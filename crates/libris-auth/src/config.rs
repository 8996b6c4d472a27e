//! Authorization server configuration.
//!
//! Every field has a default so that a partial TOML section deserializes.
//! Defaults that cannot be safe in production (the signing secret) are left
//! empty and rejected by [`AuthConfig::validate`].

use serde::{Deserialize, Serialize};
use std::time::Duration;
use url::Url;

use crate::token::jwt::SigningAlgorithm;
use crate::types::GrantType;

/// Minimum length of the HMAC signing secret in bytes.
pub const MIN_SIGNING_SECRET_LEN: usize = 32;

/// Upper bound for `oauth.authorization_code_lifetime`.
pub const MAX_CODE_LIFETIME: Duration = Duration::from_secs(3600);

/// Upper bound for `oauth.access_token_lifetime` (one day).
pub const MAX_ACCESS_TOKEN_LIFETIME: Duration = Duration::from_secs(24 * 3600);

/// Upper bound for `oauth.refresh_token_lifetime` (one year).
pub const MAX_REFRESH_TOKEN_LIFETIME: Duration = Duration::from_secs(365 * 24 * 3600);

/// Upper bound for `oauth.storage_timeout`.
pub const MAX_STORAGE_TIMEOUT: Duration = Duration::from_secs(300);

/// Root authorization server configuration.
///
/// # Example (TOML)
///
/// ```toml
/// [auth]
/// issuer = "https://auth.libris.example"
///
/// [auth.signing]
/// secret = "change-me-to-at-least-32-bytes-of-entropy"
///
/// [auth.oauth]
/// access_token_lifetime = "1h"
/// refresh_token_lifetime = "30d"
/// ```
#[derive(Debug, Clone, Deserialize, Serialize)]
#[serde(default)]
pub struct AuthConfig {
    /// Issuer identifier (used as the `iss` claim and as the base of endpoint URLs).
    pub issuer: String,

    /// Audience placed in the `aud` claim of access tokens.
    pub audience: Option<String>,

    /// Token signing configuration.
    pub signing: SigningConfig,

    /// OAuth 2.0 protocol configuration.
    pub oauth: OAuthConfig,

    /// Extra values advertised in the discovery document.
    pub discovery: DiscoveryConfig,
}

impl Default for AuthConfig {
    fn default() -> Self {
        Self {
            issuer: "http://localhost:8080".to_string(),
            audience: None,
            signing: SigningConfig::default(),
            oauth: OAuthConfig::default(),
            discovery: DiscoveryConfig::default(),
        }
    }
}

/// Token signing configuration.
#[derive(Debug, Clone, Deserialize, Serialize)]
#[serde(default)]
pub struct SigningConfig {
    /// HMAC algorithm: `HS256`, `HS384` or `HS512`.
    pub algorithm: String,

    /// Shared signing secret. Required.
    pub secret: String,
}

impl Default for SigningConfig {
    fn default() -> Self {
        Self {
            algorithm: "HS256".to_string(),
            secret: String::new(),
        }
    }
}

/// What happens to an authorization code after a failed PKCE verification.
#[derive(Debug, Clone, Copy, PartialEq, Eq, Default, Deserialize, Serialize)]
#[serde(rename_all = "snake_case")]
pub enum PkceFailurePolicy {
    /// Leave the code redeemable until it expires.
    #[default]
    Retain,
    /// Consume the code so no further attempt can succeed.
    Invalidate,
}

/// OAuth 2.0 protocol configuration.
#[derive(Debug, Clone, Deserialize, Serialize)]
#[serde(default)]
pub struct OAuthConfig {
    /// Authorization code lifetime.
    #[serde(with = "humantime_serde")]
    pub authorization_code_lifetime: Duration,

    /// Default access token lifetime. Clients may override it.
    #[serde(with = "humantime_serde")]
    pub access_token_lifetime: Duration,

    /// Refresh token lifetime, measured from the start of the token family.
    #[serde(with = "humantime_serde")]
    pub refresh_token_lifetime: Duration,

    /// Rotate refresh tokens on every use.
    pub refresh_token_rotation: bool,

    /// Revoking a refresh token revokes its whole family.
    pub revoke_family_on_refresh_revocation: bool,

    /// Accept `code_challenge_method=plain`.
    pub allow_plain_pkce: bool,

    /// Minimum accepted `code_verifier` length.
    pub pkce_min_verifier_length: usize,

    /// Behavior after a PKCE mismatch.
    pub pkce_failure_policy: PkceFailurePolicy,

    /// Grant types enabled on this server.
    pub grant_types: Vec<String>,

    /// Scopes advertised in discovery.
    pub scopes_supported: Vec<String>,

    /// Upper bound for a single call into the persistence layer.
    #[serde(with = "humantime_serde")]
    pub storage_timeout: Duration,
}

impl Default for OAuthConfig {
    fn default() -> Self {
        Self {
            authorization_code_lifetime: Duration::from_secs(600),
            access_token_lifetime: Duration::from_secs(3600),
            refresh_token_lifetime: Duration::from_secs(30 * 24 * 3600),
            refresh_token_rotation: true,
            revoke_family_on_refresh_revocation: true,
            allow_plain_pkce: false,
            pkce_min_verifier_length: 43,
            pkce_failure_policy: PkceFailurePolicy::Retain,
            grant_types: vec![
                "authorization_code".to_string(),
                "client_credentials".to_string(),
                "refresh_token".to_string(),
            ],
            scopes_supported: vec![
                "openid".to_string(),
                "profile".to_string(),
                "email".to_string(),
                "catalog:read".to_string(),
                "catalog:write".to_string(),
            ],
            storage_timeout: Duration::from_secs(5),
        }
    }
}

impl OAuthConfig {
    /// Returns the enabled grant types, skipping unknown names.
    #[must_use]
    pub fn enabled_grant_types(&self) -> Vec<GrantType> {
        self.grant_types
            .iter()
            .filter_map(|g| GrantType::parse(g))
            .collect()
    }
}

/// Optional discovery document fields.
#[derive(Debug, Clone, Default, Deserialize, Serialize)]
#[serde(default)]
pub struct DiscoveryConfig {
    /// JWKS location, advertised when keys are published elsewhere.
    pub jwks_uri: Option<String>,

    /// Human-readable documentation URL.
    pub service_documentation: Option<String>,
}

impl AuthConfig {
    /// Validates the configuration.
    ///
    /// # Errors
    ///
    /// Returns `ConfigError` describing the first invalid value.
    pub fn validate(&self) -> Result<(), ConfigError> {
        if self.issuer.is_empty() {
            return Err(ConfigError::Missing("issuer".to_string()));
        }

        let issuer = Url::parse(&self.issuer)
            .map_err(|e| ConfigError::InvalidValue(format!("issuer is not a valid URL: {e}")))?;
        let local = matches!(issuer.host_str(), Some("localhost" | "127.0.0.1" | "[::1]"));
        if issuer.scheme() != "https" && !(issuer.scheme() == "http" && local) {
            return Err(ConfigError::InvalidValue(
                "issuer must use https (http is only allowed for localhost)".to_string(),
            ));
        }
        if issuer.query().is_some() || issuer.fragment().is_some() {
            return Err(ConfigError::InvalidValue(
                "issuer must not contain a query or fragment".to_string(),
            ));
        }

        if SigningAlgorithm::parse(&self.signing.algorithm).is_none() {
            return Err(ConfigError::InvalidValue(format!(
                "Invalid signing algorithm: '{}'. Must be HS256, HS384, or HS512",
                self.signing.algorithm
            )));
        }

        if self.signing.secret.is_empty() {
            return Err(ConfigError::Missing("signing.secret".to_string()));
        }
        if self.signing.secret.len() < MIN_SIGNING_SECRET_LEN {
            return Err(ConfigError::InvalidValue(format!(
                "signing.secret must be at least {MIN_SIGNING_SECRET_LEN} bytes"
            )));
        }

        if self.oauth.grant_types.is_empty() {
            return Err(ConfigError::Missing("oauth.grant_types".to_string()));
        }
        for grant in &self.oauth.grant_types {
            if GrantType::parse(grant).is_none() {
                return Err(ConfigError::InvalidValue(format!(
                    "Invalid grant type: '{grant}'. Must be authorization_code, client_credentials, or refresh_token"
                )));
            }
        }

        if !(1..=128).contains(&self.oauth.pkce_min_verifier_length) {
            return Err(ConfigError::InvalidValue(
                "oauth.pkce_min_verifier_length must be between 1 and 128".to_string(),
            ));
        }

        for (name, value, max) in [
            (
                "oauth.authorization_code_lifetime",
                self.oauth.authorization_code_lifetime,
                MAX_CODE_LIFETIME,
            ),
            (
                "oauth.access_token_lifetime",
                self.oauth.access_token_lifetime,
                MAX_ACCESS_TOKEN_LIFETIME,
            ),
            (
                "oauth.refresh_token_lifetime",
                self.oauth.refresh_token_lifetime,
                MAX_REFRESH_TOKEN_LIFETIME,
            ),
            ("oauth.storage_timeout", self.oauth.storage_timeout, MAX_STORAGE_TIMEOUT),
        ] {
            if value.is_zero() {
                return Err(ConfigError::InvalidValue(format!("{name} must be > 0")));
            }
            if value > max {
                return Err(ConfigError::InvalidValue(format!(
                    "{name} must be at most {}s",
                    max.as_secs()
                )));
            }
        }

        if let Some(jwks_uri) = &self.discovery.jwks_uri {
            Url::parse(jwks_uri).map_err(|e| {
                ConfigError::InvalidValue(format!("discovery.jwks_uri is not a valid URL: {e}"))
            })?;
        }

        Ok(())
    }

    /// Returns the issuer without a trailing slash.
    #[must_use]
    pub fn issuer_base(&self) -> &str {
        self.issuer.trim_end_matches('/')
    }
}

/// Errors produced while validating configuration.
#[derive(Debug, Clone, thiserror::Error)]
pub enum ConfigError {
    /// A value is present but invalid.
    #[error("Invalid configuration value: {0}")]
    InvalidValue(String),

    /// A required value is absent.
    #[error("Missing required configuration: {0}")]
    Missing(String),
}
━━━━━━━━━━
**What to do**
Look through the preceding entries for the word "HMAC". Report how many lines hold it, and only that number.

**Exercise answer**
2